Where this causes problems is when defining HasMany backbone-relational relations:
    var Appointment = Backbone.RelationalModel.extend({
      // ...
      relations: [
        {
          type: Backbone.HasMany,
          key: 'invitees',
          relatedModel: 'Invitee',
          collectionType: Collections.Invitees
        }
      ],
      // ...
    });
Here I try to specify the has-many collection class as Collections.Invitees (an appointment has many people invited). The problem is that, at compile time, Collections.Invitees is not defined, giving me an uncaught type error in Chrome's Javascript console:
Uncaught TypeError: Cannot read property 'Invitees' of undefined
Collections.Invitees is not defined because Collections is not defined—I am defining an Appointment model here, but my collections are not defined until after my models.
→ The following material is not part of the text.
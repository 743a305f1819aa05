// Recipe providers - one per recipe source
pub mod demo;

pub use demo::DemoRecipeProvider;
No problem, you might think, because backbone-relational exposes the ability to defer evaluation of relations until run time by specifying the collectionType as a string:
    var Appointment = Backbone.RelationalModel.extend({
      // ...
      relations: [
        {
          type: Backbone.HasMany,
          key: 'invitees',
          relatedModel: 'Invitee',
          collectionType: 'Collections.Invitees'
        }
      ],
      // ...
    });
Except I get the same darn error:
Uncaught TypeError: Cannot read property 'Invitees' of undefined
Upon closer inspection, however, the error message might be the same, but the location is different. Earlier, the message had come directly on the collectionType line. Now, it is coming from deep within the bowels of backbone-relational.
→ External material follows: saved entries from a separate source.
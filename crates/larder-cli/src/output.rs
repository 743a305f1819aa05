// Plain-text rendering for the terminal
use chrono::{DateTime, Local, Utc};
use larder_core::viewmodels::{HomeUiState, RecipesUiState, StatisticsUiState};
use larder_core::{ExpiryStatus, RecipeSummary, TrackedItem};
use larder_store::{UserSettings, WasteLog};

const SHORT_ID_LEN: usize = 8;

pub fn short_id(id: &str) -> &str {
    id.get(..SHORT_ID_LEN).unwrap_or(id)
}

fn date(at: DateTime<Utc>) -> String {
    at.with_timezone(&Local).format("%Y-%m-%d").to_string()
}

fn marker(status: ExpiryStatus) -> &'static str {
    match status {
        ExpiryStatus::Overdue => "✗",
        ExpiryStatus::Today => "!",
        ExpiryStatus::ExpiringSoon => "⚠",
        ExpiryStatus::Upcoming => " ",
    }
}

pub fn print_items(items: &[TrackedItem]) {
    if items.is_empty() {
        println!("Nothing in the larder");
        return;
    }

    println!(
        "  {:<8}  {:<24} {:<12} {:>12}  {:<10}  {}",
        "ID", "NAME", "CATEGORY", "QUANTITY", "EXPIRES", ""
    );
    for tracked in items {
        let item = &tracked.item;
        println!(
            "{} {:<8}  {:<24} {:<12} {:>12}  {:<10}  {}",
            marker(tracked.status),
            short_id(&item.id),
            item.name,
            item.category,
            format!("{} {}", item.quantity, item.unit),
            date(item.expires_at),
            tracked.label()
        );
    }
}

pub fn print_home(state: &HomeUiState) {
    println!("{} item(s) in the larder", state.active_items_count);
    if !state.expiring_items.is_empty() {
        println!();
        println!("Use these first:");
        for tracked in &state.expiring_items {
            println!("  {} {} ({})", marker(tracked.status), tracked.item.name, tracked.label());
        }
    }
    println!();
    print_items(&state.food_items);
}

pub fn print_detail(tracked: &TrackedItem) {
    let item = &tracked.item;
    println!("{}", item.name);
    println!("  id:        {}", item.id);
    println!("  category:  {}", item.category);
    println!("  quantity:  {} {}", item.quantity, item.unit);
    println!("  purchased: {}", date(item.purchased_at));
    println!("  expires:   {} ({})", date(item.expires_at), tracked.label());
    match item.consumed_at {
        Some(at) => println!("  consumed:  {}", date(at)),
        None => println!("  status:    {}", tracked.status),
    }
    if let Some(photo) = &item.photo_path {
        println!("  photo:     {}", photo);
    }
}

pub fn print_waste_logs(logs: &[WasteLog]) {
    if logs.is_empty() {
        println!("No waste logged. Nice.");
        return;
    }

    for log in logs {
        let value = log
            .estimated_value
            .map(|v| format!("  ~{:.2}", v))
            .unwrap_or_default();
        println!(
            "{}  {:<24} {:>4} {:<10} {:<9}{}",
            date(log.wasted_at),
            log.food_name,
            log.quantity,
            log.unit,
            log.reason.as_str(),
            value
        );
    }
}

pub fn print_stats(state: &StatisticsUiState) {
    println!("Active:    {}", state.active_items_count);
    println!("Consumed:  {}", state.consumed_items_count);
    println!("Expiring:  {}", state.expiring_items_count);
    println!("Total:     {}", state.total_items_count);
    println!("Eaten:     {:.0}%", state.consumption_rate() * 100.0);
    println!();
    println!("Waste, last 30 days:");
    println!("  events:    {}", state.waste.events);
    println!("  quantity:  {}", state.waste.total_quantity);
    if state.waste.total_value > 0.0 {
        println!("  value:     ~{:.2}", state.waste.total_value);
    }
}

pub fn print_settings(settings: &UserSettings) {
    println!(
        "notifications:  {}",
        if settings.notifications_enabled { "on" } else { "off" }
    );
    println!("reminder time:  {}", settings.daily_reminder_time);
    println!("warning window: {} day(s)", settings.expiration_warning_days);
}

pub fn print_recipes(heading: &str, recipes: &[RecipeSummary]) {
    println!("{}", heading);
    for recipe in recipes {
        println!(
            "  • {} ({} min, serves {})",
            recipe.title, recipe.duration_minutes, recipe.servings
        );
        if let Some(description) = &recipe.description {
            println!("    {}", description);
        }
    }
}

pub fn print_recipe_screen(state: &RecipesUiState) {
    if let Some(error) = &state.error {
        println!("({})", error);
    }
    if !state.suggested_recipes.is_empty() {
        let names: Vec<&str> = state.expiring_items.iter().map(|i| i.name.as_str()).collect();
        print_recipes(&format!("Use up {}", names.join(", ")), &state.suggested_recipes);
        println!();
    }
    for section in &state.sections {
        print_recipes(&section.name, &section.recipes);
        println!();
    }
}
Specifically, it comes from getObjectByName():
  /**
   * Find a type on the global object by name. Splits name on dots.
   * @param {string} name
   */
  getObjectByName: function( name ) {
   var type = _.reduce( name.split( '.' ), function( memo, val ) {
    return memo[ val ];
   }, exports);
   return type !== exports ? type: null;
  }
This method splits collectionType string and then resolve resulting pieces as objects within the global namespace. It is the global namespace by virtue of the context set on the reduce. Specifically, exports is initialized to the global window variable.

In other words, for 'Collections.Invitees' to resolve to something, there needs to be a global variable named Collections that represents an object with an Invitees property. Something along the lines of:
window.Collections = {
  Invitees = Backbone.RelationalModel.extend({...});
}
But the whole point of namespacing things like I do is so that I do not have to pollute the global namespace.

Sticking with the static definition and moving the Collections definition to before the Models definition does solve the has many problem, but then introduces a new error in that the collection tries to access a model that has not yet been defined:
     var Appointments = Backbone.Collection.extend({
      model: Models.Appointment,
Since Models would now be defined after Collections, the model definition line would fail a compile time.

So it seems that either I cannot use backbone-relational or my namespacing scheme. Since I already have a much lighter weight relational solution that does not rely on global variables, I think I will stick with my namespacing scheme.